*What to do:* When the word "rgba" shows up in a line of the records below, copy that line.

-- Input records follows --

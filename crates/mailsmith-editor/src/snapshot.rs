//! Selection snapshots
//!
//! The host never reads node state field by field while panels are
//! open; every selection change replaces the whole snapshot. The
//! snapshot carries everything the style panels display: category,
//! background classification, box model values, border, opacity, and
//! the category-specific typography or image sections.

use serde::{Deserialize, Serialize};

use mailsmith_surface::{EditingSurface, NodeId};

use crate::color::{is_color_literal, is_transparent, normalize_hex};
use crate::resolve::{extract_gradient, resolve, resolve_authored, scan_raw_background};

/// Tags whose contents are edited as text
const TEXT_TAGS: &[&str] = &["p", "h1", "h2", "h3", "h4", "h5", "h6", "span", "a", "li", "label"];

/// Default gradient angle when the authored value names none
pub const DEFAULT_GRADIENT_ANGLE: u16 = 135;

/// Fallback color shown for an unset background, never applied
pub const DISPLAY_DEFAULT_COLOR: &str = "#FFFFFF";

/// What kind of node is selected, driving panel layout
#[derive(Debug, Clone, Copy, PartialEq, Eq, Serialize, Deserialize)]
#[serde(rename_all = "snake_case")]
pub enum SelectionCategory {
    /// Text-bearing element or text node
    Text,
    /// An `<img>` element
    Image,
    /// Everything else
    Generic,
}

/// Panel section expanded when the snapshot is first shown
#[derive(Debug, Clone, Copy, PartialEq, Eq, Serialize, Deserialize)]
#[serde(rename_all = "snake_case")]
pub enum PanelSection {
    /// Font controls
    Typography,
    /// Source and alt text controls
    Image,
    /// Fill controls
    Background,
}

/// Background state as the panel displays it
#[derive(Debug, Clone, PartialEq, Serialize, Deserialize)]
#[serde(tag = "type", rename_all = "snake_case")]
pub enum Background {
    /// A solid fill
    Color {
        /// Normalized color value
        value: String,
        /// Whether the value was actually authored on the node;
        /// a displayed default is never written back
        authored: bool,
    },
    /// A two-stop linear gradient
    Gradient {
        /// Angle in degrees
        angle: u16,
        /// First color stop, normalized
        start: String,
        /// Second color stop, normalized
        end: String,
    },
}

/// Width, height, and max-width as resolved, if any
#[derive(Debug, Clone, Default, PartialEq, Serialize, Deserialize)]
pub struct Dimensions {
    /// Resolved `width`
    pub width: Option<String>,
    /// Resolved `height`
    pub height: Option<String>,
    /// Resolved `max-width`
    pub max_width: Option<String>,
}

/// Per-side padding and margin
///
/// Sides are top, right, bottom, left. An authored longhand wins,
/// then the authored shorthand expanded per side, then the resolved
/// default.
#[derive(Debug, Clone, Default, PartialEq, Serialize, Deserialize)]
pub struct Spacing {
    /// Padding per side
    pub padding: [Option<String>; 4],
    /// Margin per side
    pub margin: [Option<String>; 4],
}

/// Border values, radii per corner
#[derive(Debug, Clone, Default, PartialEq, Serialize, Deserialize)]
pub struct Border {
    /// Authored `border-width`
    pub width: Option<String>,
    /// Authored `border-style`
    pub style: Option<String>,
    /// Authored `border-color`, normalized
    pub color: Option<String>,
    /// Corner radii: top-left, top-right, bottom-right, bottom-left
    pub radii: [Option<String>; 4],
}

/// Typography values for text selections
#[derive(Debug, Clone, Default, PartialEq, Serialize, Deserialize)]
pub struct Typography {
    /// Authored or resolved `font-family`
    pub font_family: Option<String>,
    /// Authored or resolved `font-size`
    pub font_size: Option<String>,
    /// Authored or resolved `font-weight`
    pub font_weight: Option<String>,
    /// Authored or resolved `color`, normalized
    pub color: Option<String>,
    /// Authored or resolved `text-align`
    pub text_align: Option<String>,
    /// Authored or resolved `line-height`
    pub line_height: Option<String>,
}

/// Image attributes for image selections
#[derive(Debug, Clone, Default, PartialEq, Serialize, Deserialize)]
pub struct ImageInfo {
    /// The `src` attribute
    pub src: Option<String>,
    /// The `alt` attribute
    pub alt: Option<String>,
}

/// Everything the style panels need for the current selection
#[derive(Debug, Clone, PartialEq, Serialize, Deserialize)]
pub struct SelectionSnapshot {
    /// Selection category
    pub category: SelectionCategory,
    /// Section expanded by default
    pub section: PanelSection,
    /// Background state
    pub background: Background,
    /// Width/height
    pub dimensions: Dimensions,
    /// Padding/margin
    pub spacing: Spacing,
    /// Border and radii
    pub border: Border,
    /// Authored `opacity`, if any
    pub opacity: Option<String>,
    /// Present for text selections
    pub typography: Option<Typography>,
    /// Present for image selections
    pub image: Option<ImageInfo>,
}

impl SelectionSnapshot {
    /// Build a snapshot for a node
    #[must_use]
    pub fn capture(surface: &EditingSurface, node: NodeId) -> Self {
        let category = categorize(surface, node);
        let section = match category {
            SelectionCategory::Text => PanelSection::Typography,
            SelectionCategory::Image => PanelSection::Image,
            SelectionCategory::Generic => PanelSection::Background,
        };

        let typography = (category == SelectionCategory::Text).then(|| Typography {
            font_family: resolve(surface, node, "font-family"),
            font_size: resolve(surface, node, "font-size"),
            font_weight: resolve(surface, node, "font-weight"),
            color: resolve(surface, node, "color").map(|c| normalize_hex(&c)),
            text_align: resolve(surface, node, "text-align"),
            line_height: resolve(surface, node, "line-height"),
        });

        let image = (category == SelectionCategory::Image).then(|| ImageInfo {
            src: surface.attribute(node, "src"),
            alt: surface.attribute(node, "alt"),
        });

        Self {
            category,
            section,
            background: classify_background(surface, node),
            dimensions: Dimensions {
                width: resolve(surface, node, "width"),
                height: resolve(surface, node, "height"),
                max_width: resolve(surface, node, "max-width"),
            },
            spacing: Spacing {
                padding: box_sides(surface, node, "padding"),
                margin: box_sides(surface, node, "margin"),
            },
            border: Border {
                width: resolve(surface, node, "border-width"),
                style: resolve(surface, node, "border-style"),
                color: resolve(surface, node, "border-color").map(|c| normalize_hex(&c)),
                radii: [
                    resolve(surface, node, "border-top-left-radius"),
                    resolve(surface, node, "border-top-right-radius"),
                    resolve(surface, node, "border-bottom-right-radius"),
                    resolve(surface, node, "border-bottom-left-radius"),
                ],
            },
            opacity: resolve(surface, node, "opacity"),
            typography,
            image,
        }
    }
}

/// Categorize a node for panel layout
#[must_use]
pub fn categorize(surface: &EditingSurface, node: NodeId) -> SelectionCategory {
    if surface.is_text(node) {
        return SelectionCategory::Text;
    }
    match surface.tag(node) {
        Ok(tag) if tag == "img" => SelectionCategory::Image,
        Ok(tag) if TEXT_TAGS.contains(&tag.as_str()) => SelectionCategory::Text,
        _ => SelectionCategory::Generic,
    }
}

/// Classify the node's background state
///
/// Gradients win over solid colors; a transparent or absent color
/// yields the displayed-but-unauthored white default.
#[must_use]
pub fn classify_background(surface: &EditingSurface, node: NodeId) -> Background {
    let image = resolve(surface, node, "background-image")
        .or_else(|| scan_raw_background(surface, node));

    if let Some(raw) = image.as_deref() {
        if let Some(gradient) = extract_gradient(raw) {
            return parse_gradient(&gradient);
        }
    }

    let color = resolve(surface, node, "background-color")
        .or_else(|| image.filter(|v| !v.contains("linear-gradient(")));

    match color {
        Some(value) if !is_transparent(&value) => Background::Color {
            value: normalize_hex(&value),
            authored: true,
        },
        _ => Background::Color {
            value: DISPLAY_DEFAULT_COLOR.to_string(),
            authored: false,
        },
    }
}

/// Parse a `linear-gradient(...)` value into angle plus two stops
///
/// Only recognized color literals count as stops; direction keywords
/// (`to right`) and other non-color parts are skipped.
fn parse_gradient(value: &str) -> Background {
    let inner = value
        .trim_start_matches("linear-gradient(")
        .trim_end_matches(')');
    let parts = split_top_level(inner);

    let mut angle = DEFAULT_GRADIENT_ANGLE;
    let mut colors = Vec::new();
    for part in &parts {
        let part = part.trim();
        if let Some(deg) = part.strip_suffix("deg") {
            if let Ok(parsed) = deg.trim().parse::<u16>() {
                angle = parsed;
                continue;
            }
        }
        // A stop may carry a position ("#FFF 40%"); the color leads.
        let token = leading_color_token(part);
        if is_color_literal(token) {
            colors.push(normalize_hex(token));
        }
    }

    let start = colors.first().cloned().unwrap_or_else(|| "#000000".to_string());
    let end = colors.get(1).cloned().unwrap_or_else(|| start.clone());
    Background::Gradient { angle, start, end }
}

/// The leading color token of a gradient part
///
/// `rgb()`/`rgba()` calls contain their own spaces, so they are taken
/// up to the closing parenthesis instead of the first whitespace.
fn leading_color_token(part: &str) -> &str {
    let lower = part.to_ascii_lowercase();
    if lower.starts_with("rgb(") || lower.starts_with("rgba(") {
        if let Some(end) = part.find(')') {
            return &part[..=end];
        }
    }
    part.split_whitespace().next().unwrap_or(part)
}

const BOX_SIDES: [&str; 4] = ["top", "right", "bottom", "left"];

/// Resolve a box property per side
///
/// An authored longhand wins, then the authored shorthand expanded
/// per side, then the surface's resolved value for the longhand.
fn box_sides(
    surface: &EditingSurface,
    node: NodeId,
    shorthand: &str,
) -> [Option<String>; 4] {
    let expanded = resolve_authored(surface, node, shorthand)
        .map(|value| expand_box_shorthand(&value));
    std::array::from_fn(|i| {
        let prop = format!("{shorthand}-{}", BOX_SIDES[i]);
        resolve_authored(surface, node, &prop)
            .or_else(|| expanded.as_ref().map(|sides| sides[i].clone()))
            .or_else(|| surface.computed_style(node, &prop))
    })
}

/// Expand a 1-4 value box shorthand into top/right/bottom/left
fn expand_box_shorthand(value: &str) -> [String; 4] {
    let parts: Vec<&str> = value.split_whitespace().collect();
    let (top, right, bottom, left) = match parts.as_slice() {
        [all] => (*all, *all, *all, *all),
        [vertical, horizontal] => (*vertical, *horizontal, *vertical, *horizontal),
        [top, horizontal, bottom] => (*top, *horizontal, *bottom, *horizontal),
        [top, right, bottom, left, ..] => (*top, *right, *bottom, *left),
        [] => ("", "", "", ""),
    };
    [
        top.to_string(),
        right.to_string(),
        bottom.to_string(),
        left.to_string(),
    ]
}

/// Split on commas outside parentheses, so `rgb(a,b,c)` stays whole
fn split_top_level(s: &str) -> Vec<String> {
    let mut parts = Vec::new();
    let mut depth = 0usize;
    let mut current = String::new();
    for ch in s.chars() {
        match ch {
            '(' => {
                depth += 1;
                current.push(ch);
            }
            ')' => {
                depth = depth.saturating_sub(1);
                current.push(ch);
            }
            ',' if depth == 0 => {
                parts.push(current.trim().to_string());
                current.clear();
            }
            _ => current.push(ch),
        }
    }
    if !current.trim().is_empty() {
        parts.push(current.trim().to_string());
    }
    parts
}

-- Input records concluded --

*Your response:*
/// `rgb()`/`rgba()` calls contain their own spaces, so they are taken
    if lower.starts_with("rgb(") || lower.starts_with("rgba(") {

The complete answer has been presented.